I’m a rabbi. I believe in atonement, especially the arduous kind where you really work at it, expose your vulnerabilities, and accept the consequences. It isn’t really supposed to be a deathbed performance, even though our tradition makes room for late-breaking developments. Just in case you’re nearing the end, I’d be glad to help you with the formula for a confession. And just in case, I keep it by my bedside. I said that I believe in real, midlife atonement, but I didn’t say that I’ve got my act together.

So what’s up with our friend Mitch McConnell? To the shouts and hosannahs of progressives everywhere, he just announced that he won’t run again. Let’s revel in the moment, even if it’s short-lived. He will likely be succeeded by a retrograde MAGA-man who makes us long for the good old days. But that is then. This is now. However fleeting the pleasure, it’s important to register it.
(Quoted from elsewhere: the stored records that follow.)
//! Inline Title Input
//!
//! Single-line editor that commits on every keystroke and closes on
//! Enter or blur.

use leptos::prelude::*;

#[component]
pub fn TitleInput(
    value: Signal<String>,
    on_input: Callback<String>,
    on_done: Callback<()>,
) -> impl IntoView {
    let input_ref = NodeRef::<leptos::html::Input>::new();

    // Focus once mounted
    Effect::new(move |_| {
        if let Some(input) = input_ref.get() {
            let _ = input.focus();
        }
    });

    view! {
        <input
            type="text"
            class="title-input"
            node_ref=input_ref
            prop:value=move || value.get()
            on:input=move |ev| on_input.run(event_target_value(&ev))
            on:blur=move |_| on_done.run(())
            on:keydown=move |ev: web_sys::KeyboardEvent| {
                if ev.key() == "Enter" {
                    on_done.run(());
                }
            }
            on:click=|ev: web_sys::MouseEvent| ev.stop_propagation()
        />
    }
}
But I won’t forget how much misery he brought us. Refusing to consider a Supreme Court nominee almost a year before a national election is no one’s idea of national leadership. Strategizing to make Obama a one-term president by selling your immortal soul to the Devil is not what the Founders had in mind for this country. McConnell did both—and much more to boot—to the detriment of comity, fairness, and good government. The public display of his enfeebled mind and body (those long pauses at the microphone, those garbled utterances) seemed like an ironic display of the inner, corroded man.

But suddenly Mitch is auditioning McConnell 2.0. In the confirmation hearings now reaching their sorry climax, he voted against Hegseth, Kennedy, and Gabbard. I get the opposition to Secretary Brain Worm. Mitch was apparently a polio patient in his earliest youth and Kennedy is an enemy of our national vaccine program. McConnell seems also to draw the line when it comes to wife abusers and national security moles, especially when they are on Putin’s payroll at the Kremlin. It didn’t seem to make a difference for any of these candidates, but the no votes add up to a kind of deathbed confession. Not exactly atonement, but not exactly not.

Then again, McConnell reminded us today that the Devil holds the leash. This very morning, Kash Patel squeaked by, boosted by a yes from the former Majority Leader. He will now direct the entity formerly known as the FBI, just as soon as he fires thousands of operatives who were involved somehow in the prosecution of Team Coup.

And so the story ends for Mitch McConnel. If the very worst thing about Trump/Sauron’s presidency is its bald-faced lies and strangulation of the truth, Mitch McConnel’s role should not be forgotten. Let it be remembered that in February of this year he voted yes for the appointment of an FBI director who believes that the attempted coup was not exactly that, but the gentle protest of a peace-loving citizenry mobilizing to protect the sancta of our civilization.

Goodbye, Mitch. You will not be forgotten.